__PROBLEM TO SOLVE__.
Could you count how many lines of the data include "ClearListener" and answer with the number only?

*** Opening of DATA FOR THE TASK ***

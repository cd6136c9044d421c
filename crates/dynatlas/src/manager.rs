//! The session-owned entry point multiplexing atlas sets per owner.

use std::collections::HashMap;

use serde::Serialize;
use tracing::{debug, info};

use crate::atlas::AtlasSnapshot;
use crate::blit::{PageBlitter, PixelSource};
use crate::config::{PackPolicy, SizeClass};
use crate::placement::{Placement, PlacementCallback, RequestState};
use crate::pool::{Pool, RecordPools};
use crate::queue::QueuedWork;
use crate::set::AtlasSet;

/// Identifies the logical owner of an atlas namespace, typically one UI
/// root. Clearing one owner's atlases never disturbs another's.
#[derive(Debug, Clone, Copy, PartialEq, Eq, Hash, PartialOrd, Ord, Serialize)]
pub struct OwnerId(pub u64);

/// Notified after an owner's set is torn down, so consumers that packed
/// into it can reset to their pre-pack state.
pub type ClearListener = Box<dyn FnMut(OwnerId)>;

/// Point-in-time view of the whole manager.
#[derive(Debug, Serialize)]
pub struct ManagerDiagnostics {
    pub paused: bool,
    pub pooled_sets: usize,
    pub owners: Vec<OwnerDiagnostics>,
}

#[derive(Debug, Serialize)]
pub struct OwnerDiagnostics {
    pub owner: OwnerId,
    pub label: String,
    pub atlases: Vec<AtlasSnapshot>,
}

/// Owns the blitter, the per-owner atlas sets, and the record pools.
///
/// One manager lives for one session, created by the application context and
/// passed explicitly to UI construction. All operations are synchronous and
/// single-threaded; deferral happens in [`OperationQueue`], not here.
///
/// [`OperationQueue`]: crate::queue::OperationQueue
pub struct AtlasManager<B: PageBlitter> {
    blitter: B,
    policy: PackPolicy,
    sets: HashMap<OwnerId, AtlasSet>,
    set_pool: Pool<AtlasSet>,
    sets_created: u64,
    pools: RecordPools,
    paused: bool,
    clear_listeners: Vec<ClearListener>,
}

impl<B: PageBlitter> AtlasManager<B> {
    /// Sets kept warm in the pool from the start, sized for the common case
    /// of a few simultaneously live UI roots.
    pub const PREWARMED_SETS: usize = 3;

    pub fn new(blitter: B, policy: PackPolicy) -> Self {
        let mut set_pool = Pool::new();
        for _ in 0..Self::PREWARMED_SETS {
            set_pool.release(AtlasSet::default());
        }
        Self {
            blitter,
            policy,
            sets: HashMap::new(),
            set_pool,
            sets_created: 0,
            pools: RecordPools::new(),
            paused: false,
            clear_listeners: Vec::new(),
        }
    }

    pub fn policy(&self) -> PackPolicy {
        self.policy
    }

    pub fn blitter(&self) -> &B {
        &self.blitter
    }

    pub fn blitter_mut(&mut self) -> &mut B {
        &mut self.blitter
    }

    pub fn pools(&self) -> &RecordPools {
        &self.pools
    }

    pub fn set_count(&self) -> usize {
        self.sets.len()
    }

    pub fn set(&self, owner: OwnerId) -> Option<&AtlasSet> {
        self.sets.get(&owner)
    }

    /// While paused, releases skip the transparent pixel wipe; space is
    /// still reclaimed.
    pub fn set_paused(&mut self, paused: bool) {
        self.paused = paused;
    }

    pub fn paused(&self) -> bool {
        self.paused
    }

    /// Register a callback fired after each owner's set teardown.
    pub fn add_clear_listener(&mut self, listener: ClearListener) {
        self.clear_listeners.push(listener);
    }

    /// Submit a placement request under `owner` for the given size class.
    ///
    /// On [`RequestState::Pending`] the caller should enqueue a [`PackWork`]
    /// item carrying the pixel source; hits, coalesced joins, and rejections
    /// need no further work.
    pub fn request_placement(
        &mut self,
        owner: OwnerId,
        size_class: SizeClass,
        key: &str,
        width: u32,
        height: u32,
        callback: PlacementCallback,
    ) -> RequestState {
        let policy = self.policy;
        let set = Self::set_entry(&mut self.sets, &mut self.set_pool, &mut self.sets_created, owner);
        set.atlas_mut(size_class, policy).request_placement(key, width, height, callback, &mut self.pools)
    }

    /// Pack the pending request(s) for `key`. A stale call after the owner's
    /// set was cleared is a no-op.
    pub fn resolve_pending(
        &mut self,
        owner: OwnerId,
        size_class: SizeClass,
        key: &str,
        source: Option<&dyn PixelSource>,
    ) {
        let Some(set) = self.sets.get_mut(&owner) else { return };
        let policy = self.policy;
        set.atlas_mut(size_class, policy).resolve_pending(key, source, &mut self.blitter, &mut self.pools);
    }

    /// Drop one reference to `key`, or cancel its pending request.
    pub fn release_placement(&mut self, owner: OwnerId, size_class: SizeClass, key: &str, clear_pixels: bool) -> bool {
        let Some(set) = self.sets.get_mut(&owner) else { return false };
        let policy = self.policy;
        let wipe = clear_pixels && !self.paused;
        set.atlas_mut(size_class, policy).release_placement(key, wipe, &mut self.blitter, &mut self.pools)
    }

    /// The live placement for a key, if resolved.
    pub fn placement(&self, owner: OwnerId, size_class: SizeClass, key: &str) -> Option<Placement> {
        self.sets.get(&owner)?.atlas(size_class)?.placement(key)
    }

    /// Tear down every atlas and page under `owner`, recycle the set, and
    /// notify registered clear listeners. Returns `false` for an unknown
    /// owner.
    pub fn clear_set(&mut self, owner: OwnerId) -> bool {
        let Some(mut set) = self.sets.remove(&owner) else { return false };
        info!(owner = owner.0, label = set.label(), "clearing atlas set");
        set.destroy(&mut self.blitter, &mut self.pools);
        self.set_pool.release(set);
        for listener in &mut self.clear_listeners {
            listener(owner);
        }
        true
    }

    /// Tear down every owner's set. Used on memory pressure or scene
    /// teardown.
    pub fn clear_all_cache(&mut self) {
        let mut owners: Vec<OwnerId> = self.sets.keys().copied().collect();
        owners.sort();
        debug!(owners = owners.len(), "clearing all atlas sets");
        for owner in owners {
            self.clear_set(owner);
        }
    }

    pub fn diagnostics(&self) -> ManagerDiagnostics {
        let mut owners: Vec<OwnerDiagnostics> = self
            .sets
            .iter()
            .map(|(owner, set)| OwnerDiagnostics {
                owner: *owner,
                label: set.label().to_owned(),
                atlases: set.snapshots(),
            })
            .collect();
        owners.sort_by_key(|o| o.owner);
        ManagerDiagnostics { paused: self.paused, pooled_sets: self.set_pool.pooled(), owners }
    }

    fn set_entry<'a>(
        sets: &'a mut HashMap<OwnerId, AtlasSet>,
        set_pool: &mut Pool<AtlasSet>,
        sets_created: &mut u64,
        owner: OwnerId,
    ) -> &'a mut AtlasSet {
        sets.entry(owner).or_insert_with(|| {
            let mut set = set_pool.acquire();
            set.assign(&format!("set-{}", *sets_created));
            *sets_created += 1;
            set
        })
    }
}

impl<B: PageBlitter> std::fmt::Debug for AtlasManager<B> {
    fn fmt(&self, f: &mut std::fmt::Formatter<'_>) -> std::fmt::Result {
        f.debug_struct("AtlasManager")
            .field("sets", &self.sets.len())
            .field("pooled_sets", &self.set_pool.pooled())
            .field("paused", &self.paused)
            .finish()
    }
}

/// A queued pack operation: resolves one pending key against its pixel
/// source when the frame budget reaches it.
pub struct PackWork<S> {
    work_id: u64,
    owner: OwnerId,
    size_class: SizeClass,
    key: String,
    source: S,
}

impl<S> PackWork<S> {
    pub fn new(work_id: u64, owner: OwnerId, size_class: SizeClass, key: impl Into<String>, source: S) -> Self {
        Self { work_id, owner, size_class, key: key.into(), source }
    }

    pub fn key(&self) -> &str {
        &self.key
    }
}

impl<S: PixelSource, B: PageBlitter> QueuedWork<AtlasManager<B>> for PackWork<S> {
    fn work_id(&self) -> u64 {
        self.work_id
    }

    fn run(self: Box<Self>, manager: &mut AtlasManager<B>) {
        manager.resolve_pending(self.owner, self.size_class, &self.key, Some(&self.source));
    }
}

*** Close of DATA FOR THE TASK ***

__SOLUTION TO THIS TASK__.
3